→ **Required work**: Print the first line of the material below and each line after it, exactly as written, ending with the line that contains "pub const DEFAULT_API_VERSION: &str".

BEGIN

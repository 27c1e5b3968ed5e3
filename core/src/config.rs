//! Client configuration.

use std::env;

pub const DEFAULT_BASE_URL: &str = "https://api.notion.com/v1/";
pub const DEFAULT_API_VERSION: &str = "2022-06-28";

/// Credentials and endpoint settings for a `NotionClient`.
///
/// Either supply an integration token directly (`access_token`) or the OAuth
/// client credentials needed to exchange an authorization code for one.
#[derive(Debug, Clone, PartialEq, Eq)]
pub struct ClientConfig {
    pub base_url: String,
    pub api_version: String,
    pub client_id: Option<String>,
    pub client_secret: Option<String>,
    pub redirect_uri: Option<String>,
    pub access_token: Option<String>,
}

impl Default for ClientConfig {
    fn default() -> Self {
        Self {
            base_url: DEFAULT_BASE_URL.to_string(),
            api_version: DEFAULT_API_VERSION.to_string(),
            client_id: None,
            client_secret: None,
            redirect_uri: None,
            access_token: None,
        }
    }
}

impl ClientConfig {
    /// Configuration for an internal integration token.
    pub fn with_token(token: impl Into<String>) -> Self {
        Self::default().access_token(token)
    }

    /// Configuration for a public OAuth integration.
    pub fn oauth(
        client_id: impl Into<String>,
        client_secret: impl Into<String>,
        redirect_uri: impl Into<String>,
    ) -> Self {
        Self {
            client_id: Some(client_id.into()),
            client_secret: Some(client_secret.into()),
            redirect_uri: Some(redirect_uri.into()),
            ..Self::default()
        }
    }

    /// Build a configuration from `NOTION_*` environment variables, falling
    /// back to the defaults for anything unset or empty.
    pub fn from_env() -> Self {
        Self::from_lookup(|key| env::var(key).ok())
    }

    fn from_lookup(lookup: impl Fn(&str) -> Option<String>) -> Self {
        let get = |key: &str| lookup(key).filter(|value| !value.is_empty());
        let defaults = Self::default();
        Self {
            base_url: get("NOTION_BASE_URL").unwrap_or(defaults.base_url),
            api_version: get("NOTION_VERSION").unwrap_or(defaults.api_version),
            client_id: get("NOTION_CLIENT_ID"),
            client_secret: get("NOTION_CLIENT_SECRET"),
            redirect_uri: get("NOTION_REDIRECT_URI"),
            access_token: get("NOTION_TOKEN"),
        }
    }

    pub fn base_url(mut self, base_url: impl Into<String>) -> Self {
        self.base_url = base_url.into();
        self
    }

    pub fn api_version(mut self, version: impl Into<String>) -> Self {
        self.api_version = version.into();
        self
    }

    pub fn access_token(mut self, token: impl Into<String>) -> Self {
        self.access_token = Some(token.into());
        self
    }

    /// `base_url` joined with `endpoint`, with exactly one slash between them.
    pub fn endpoint_url(&self, endpoint: &str) -> String {
        format!(
            "{}/{}",
            self.base_url.trim_end_matches('/'),
            endpoint.trim_start_matches('/')
        )
    }
}
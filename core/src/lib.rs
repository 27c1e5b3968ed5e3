//! Blocking client for the Notion REST API.
//!
//! # Overview
//! `NotionClient` exposes one method per supported operation: OAuth
//! authorization, user lookup, search, database fetch and query, page create
//! and update. Every call builds a JSON body or query string, performs a
//! single HTTP round-trip through a `Transport`, and classifies the response
//! into a `Payload` or an `ApiError`.
//!
//! # Design
//! - `build_*` methods produce `HttpRequest` values without any I/O, so
//!   request shapes are testable in isolation.
//! - `parse` maps status codes through a closed table (`StatusClass`).
//! - Base headers are fixed per client; per-call overrides travel in
//!   `RequestOptions`.
//! - There are no retries, pagination loops, or caches.

pub mod auth;
pub mod client;
pub mod config;
pub mod error;
pub mod http;
pub mod response;
pub mod transport;
pub mod types;

pub use client::{NotionClient, RequestOptions};
pub use config::ClientConfig;
pub use error::ApiError;
pub use http::{HttpMethod, HttpRequest, HttpResponse};
pub use response::{parse, StatusClass};
pub use transport::{Transport, UreqTransport};
pub use types::{
    Cover, CreatePage, DatabaseQuery, ObjectType, Pagination, Payload, SearchRequest,
    TokenRequest, TokenResponse, UpdatePage, MAX_PAGE_SIZE,
};
//! In-memory imitation of the Notion endpoints the client calls.
//!
//! Errors use Notion's error object shape:
//! `{"object":"error","status":..,"code":..,"message":..}`.

use std::{collections::HashMap, sync::Arc};

use axum::{
    extract::{Path, Query, State},
    http::{header, HeaderMap, StatusCode},
    routing::{get, patch, post},
    Json, Router,
};
use base64::{engine::general_purpose::STANDARD, Engine as _};
use serde::Deserialize;
use serde_json::{json, Map, Value};
use tokio::{net::TcpListener, sync::RwLock};
use uuid::Uuid;

pub const MAX_PAGE_SIZE: usize = 100;
const DEFAULT_PAGE_SIZE: usize = 100;

/// Credentials and fixture ids the server accepts.
#[derive(Clone, Debug)]
pub struct MockConfig {
    pub token: String,
    pub client_id: String,
    pub client_secret: String,
    pub auth_code: String,
    pub database_id: String,
}

impl Default for MockConfig {
    fn default() -> Self {
        Self {
            token: "secret_mock_token".to_string(),
            client_id: "mock-client".to_string(),
            client_secret: "mock-secret".to_string(),
            auth_code: "mock-code".to_string(),
            database_id: "d9824bdc-8445-4327-be8b-5b47500af6ce".to_string(),
        }
    }
}

#[derive(Debug)]
pub struct Store {
    pub users: Vec<Value>,
    pub databases: HashMap<String, Value>,
    pub pages: Vec<Value>,
}

#[derive(Clone)]
pub struct AppState {
    pub config: Arc<MockConfig>,
    pub store: Arc<RwLock<Store>>,
}

type ApiResult = Result<Json<Value>, (StatusCode, Json<Value>)>;

fn notion_error(status: StatusCode, code: &str, message: &str) -> (StatusCode, Json<Value>) {
    (
        status,
        Json(json!({
            "object": "error",
            "status": status.as_u16(),
            "code": code,
            "message": message,
        })),
    )
}

fn bot_user() -> Value {
    json!({
        "object": "user",
        "id": "9188c6a5-7381-452f-b3dc-d4865aa89bdf",
        "type": "bot",
        "name": "Mock Integration",
        "bot": {"owner": {"type": "workspace", "workspace": true}},
    })
}

fn seed(config: &MockConfig) -> Store {
    let mut users = vec![bot_user()];
    for (i, name) in ["Ada", "Grace", "Linus"].iter().enumerate() {
        users.push(json!({
            "object": "user",
            "id": format!("00000000-0000-0000-0000-00000000000{}", i + 1),
            "type": "person",
            "name": name,
            "person": {"email": format!("{}@example.com", name.to_lowercase())},
        }));
    }

    let database = json!({
        "object": "database",
        "id": config.database_id,
        "title": [{"type": "text", "plain_text": "Tasks"}],
        "properties": {
            "Name": {"id": "title", "type": "title", "title": {}},
            "Done": {"id": "done", "type": "checkbox", "checkbox": {}},
        },
    });

    Store {
        users,
        databases: HashMap::from([(config.database_id.clone(), database)]),
        pages: Vec::new(),
    }
}

pub fn app() -> Router {
    app_with_config(MockConfig::default())
}

pub fn app_with_config(config: MockConfig) -> Router {
    let store = Arc::new(RwLock::new(seed(&config)));
    let state = AppState {
        config: Arc::new(config),
        store,
    };
    Router::new()
        .route("/v1/oauth/token", post(exchange_token))
        .route("/v1/users/me", get(current_user))
        .route("/v1/users", get(list_users))
        .route("/v1/search", post(search))
        .route("/v1/databases/{id}", get(get_database))
        .route("/v1/databases/{id}/query", post(query_database))
        .route("/v1/pages", post(create_page))
        .route("/v1/pages/{id}", patch(update_page))
        .with_state(state)
}

pub async fn run(listener: TcpListener) -> Result<(), std::io::Error> {
    run_with_config(listener, MockConfig::default()).await
}

pub async fn run_with_config(listener: TcpListener, config: MockConfig) -> Result<(), std::io::Error> {
    axum::serve(listener, app_with_config(config)).await
}

fn header_value<'a>(headers: &'a HeaderMap, name: header::HeaderName) -> Option<&'a str> {
    headers.get(name).and_then(|v| v.to_str().ok())
}

/// Header checks shared by every bearer-authenticated endpoint.
fn check_request(headers: &HeaderMap, config: &MockConfig) -> Result<(), (StatusCode, Json<Value>)> {
    if let Some(accept) = header_value(headers, header::ACCEPT) {
        if !accept.contains("application/json") && !accept.contains("*/*") {
            return Err(notion_error(
                StatusCode::NOT_ACCEPTABLE,
                "not_acceptable",
                "Accept header must allow application/json.",
            ));
        }
    }
    let expected = format!("Bearer {}", config.token);
    if header_value(headers, header::AUTHORIZATION) != Some(expected.as_str()) {
        return Err(notion_error(
            StatusCode::UNAUTHORIZED,
            "unauthorized",
            "API token is invalid.",
        ));
    }
    if headers.get("notion-version").is_none() {
        return Err(notion_error(
            StatusCode::BAD_REQUEST,
            "missing_version",
            "Notion-Version header failed validation.",
        ));
    }
    Ok(())
}

/// Slice `items` starting at the index encoded in `start_cursor`.
fn paginate(
    items: &[Value],
    start_cursor: Option<&str>,
    page_size: Option<usize>,
) -> Result<Value, (StatusCode, Json<Value>)> {
    let page_size = page_size.unwrap_or(DEFAULT_PAGE_SIZE);
    if page_size == 0 || page_size > MAX_PAGE_SIZE {
        return Err(notion_error(
            StatusCode::BAD_REQUEST,
            "validation_error",
            "body.page_size should be between 1 and 100.",
        ));
    }
    let start = match start_cursor {
        None => 0,
        Some(cursor) => cursor.parse::<usize>().map_err(|_| {
            notion_error(
                StatusCode::BAD_REQUEST,
                "validation_error",
                "start_cursor should be a valid cursor.",
            )
        })?,
    };
    let start = start.min(items.len());
    let end = (start + page_size).min(items.len());
    let has_more = end < items.len();
    let next_cursor = has_more.then(|| end.to_string());
    Ok(json!({
        "object": "list",
        "results": items[start..end].to_vec(),
        "next_cursor": next_cursor,
        "has_more": has_more,
    }))
}

#[derive(Deserialize)]
pub struct TokenBody {
    pub grant_type: String,
    pub code: String,
    pub redirect_uri: Option<String>,
}

async fn exchange_token(
    State(state): State<AppState>,
    headers: HeaderMap,
    Json(body): Json<TokenBody>,
) -> ApiResult {
    let config = &state.config;
    let expected = format!(
        "Basic {}",
        STANDARD.encode(format!("{}:{}", config.client_id, config.client_secret))
    );
    if header_value(&headers, header::AUTHORIZATION) != Some(expected.as_str()) {
        return Err(notion_error(
            StatusCode::UNAUTHORIZED,
            "unauthorized",
            "Invalid client credentials.",
        ));
    }
    if body.grant_type != "authorization_code" || body.code != config.auth_code {
        return Err(notion_error(
            StatusCode::BAD_REQUEST,
            "invalid_grant",
            "Invalid code.",
        ));
    }
    tracing::info!(redirect_uri = ?body.redirect_uri, "issued access token");
    Ok(Json(json!({
        "access_token": config.token,
        "token_type": "bearer",
        "bot_id": "9188c6a5-7381-452f-b3dc-d4865aa89bdf",
        "workspace_id": "e0b1f3a2-0000-4000-8000-000000000001",
        "workspace_name": "Mock Workspace",
        "workspace_icon": null,
        "owner": {"type": "user", "user": {"object": "user", "id": "00000000-0000-0000-0000-000000000001"}},
        "duplicated_template_id": null,
    })))
}

async fn current_user(State(state): State<AppState>, headers: HeaderMap) -> ApiResult {
    check_request(&headers, &state.config)?;
    Ok(Json(bot_user()))
}

#[derive(Deserialize)]
pub struct ListParams {
    pub start_cursor: Option<String>,
    pub page_size: Option<usize>,
}

async fn list_users(
    State(state): State<AppState>,
    headers: HeaderMap,
    Query(params): Query<ListParams>,
) -> ApiResult {
    check_request(&headers, &state.config)?;
    let store = state.store.read().await;
    paginate(&store.users, params.start_cursor.as_deref(), params.page_size).map(Json)
}

#[derive(Deserialize)]
pub struct SearchBody {
    pub filter: Option<SearchFilter>,
    pub start_cursor: Option<String>,
    pub page_size: Option<usize>,
}

#[derive(Deserialize)]
pub struct SearchFilter {
    pub value: String,
    pub property: String,
}

async fn search(
    State(state): State<AppState>,
    headers: HeaderMap,
    Json(body): Json<SearchBody>,
) -> ApiResult {
    check_request(&headers, &state.config)?;
    let store = state.store.read().await;
    let mut objects: Vec<Value> = store.databases.values().cloned().collect();
    objects.extend(store.pages.iter().cloned());

    if let Some(filter) = &body.filter {
        if filter.property != "object" || !matches!(filter.value.as_str(), "page" | "database") {
            return Err(notion_error(
                StatusCode::BAD_REQUEST,
                "validation_error",
                "body.filter.value should be \"page\" or \"database\".",
            ));
        }
        objects.retain(|o| o["object"] == filter.value.as_str());
    }
    paginate(&objects, body.start_cursor.as_deref(), body.page_size).map(Json)
}

fn not_found(id: &str) -> (StatusCode, Json<Value>) {
    notion_error(
        StatusCode::NOT_FOUND,
        "object_not_found",
        &format!("Could not find object with ID: {id}."),
    )
}

async fn get_database(
    State(state): State<AppState>,
    headers: HeaderMap,
    Path(id): Path<String>,
) -> ApiResult {
    check_request(&headers, &state.config)?;
    let store = state.store.read().await;
    store.databases.get(&id).cloned().map(Json).ok_or_else(|| not_found(&id))
}

#[derive(Deserialize)]
pub struct QueryBody {
    pub filter: Option<Value>,
    pub sorts: Option<Value>,
    pub start_cursor: Option<String>,
    pub page_size: Option<usize>,
}

/// Supports the single-checkbox filter `{"property": .., "checkbox": {"equals": ..}}`;
/// any other filter matches everything.
fn matches_filter(page: &Value, filter: &Value) -> bool {
    match (filter["property"].as_str(), filter["checkbox"]["equals"].as_bool()) {
        (Some(property), Some(expected)) => {
            page["properties"][property]["checkbox"].as_bool() == Some(expected)
        }
        _ => true,
    }
}

async fn query_database(
    State(state): State<AppState>,
    headers: HeaderMap,
    Path(id): Path<String>,
    Json(body): Json<QueryBody>,
) -> ApiResult {
    check_request(&headers, &state.config)?;
    let store = state.store.read().await;
    if !store.databases.contains_key(&id) {
        return Err(not_found(&id));
    }
    if body.sorts.as_ref().is_some_and(|s| !s.is_array()) {
        return Err(notion_error(
            StatusCode::BAD_REQUEST,
            "validation_error",
            "body.sorts should be an array.",
        ));
    }
    let pages: Vec<Value> = store
        .pages
        .iter()
        .filter(|p| p["parent"]["database_id"] == id.as_str())
        .filter(|p| body.filter.as_ref().map_or(true, |f| matches_filter(p, f)))
        .cloned()
        .collect();
    paginate(&pages, body.start_cursor.as_deref(), body.page_size).map(Json)
}

#[derive(Deserialize)]
pub struct ParentBody {
    pub database_id: String,
}

#[derive(Deserialize)]
pub struct CreatePageBody {
    pub parent: ParentBody,
    pub properties: Value,
    pub cover: Option<Value>,
}

fn require_object(properties: &Value) -> Result<&Map<String, Value>, (StatusCode, Json<Value>)> {
    properties.as_object().ok_or_else(|| {
        notion_error(
            StatusCode::BAD_REQUEST,
            "validation_error",
            "body.properties should be an object.",
        )
    })
}

async fn create_page(
    State(state): State<AppState>,
    headers: HeaderMap,
    Json(body): Json<CreatePageBody>,
) -> ApiResult {
    check_request(&headers, &state.config)?;
    require_object(&body.properties)?;
    let mut store = state.store.write().await;
    let database_id = body.parent.database_id;
    if !store.databases.contains_key(&database_id) {
        return Err(not_found(&database_id));
    }
    let page = json!({
        "object": "page",
        "id": Uuid::new_v4(),
        "parent": {"type": "database_id", "database_id": database_id},
        "cover": body.cover,
        "properties": body.properties,
        "archived": false,
    });
    store.pages.push(page.clone());
    Ok(Json(page))
}

#[derive(Deserialize)]
pub struct UpdatePageBody {
    pub properties: Option<Value>,
    pub cover: Option<Value>,
}

async fn update_page(
    State(state): State<AppState>,
    headers: HeaderMap,
    Path(id): Path<String>,
    Json(body): Json<UpdatePageBody>,
) -> ApiResult {
    check_request(&headers, &state.config)?;
    let mut store = state.store.write().await;
    let page = store
        .pages
        .iter_mut()
        .find(|p| p["id"] == id.as_str())
        .ok_or_else(|| not_found(&id))?;

    if let Some(properties) = &body.properties {
        let updates = require_object(properties)?;
        if let Some(existing) = page["properties"].as_object_mut() {
            for (key, value) in updates {
                existing.insert(key.clone(), value.clone());
            }
        }
    }
    if let Some(cover) = body.cover {
        page["cover"] = cover;
    }
    Ok(Json(page.clone()))
}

END

→ **Exercise result**:
repository 27c1e5b3968ed5e3
filename core/src/config.rs
//! Client configuration.

use std::env;

pub const DEFAULT_BASE_URL: &str = "https://api.notion.com/v1/";
pub const DEFAULT_API_VERSION: &str = "2022-06-28";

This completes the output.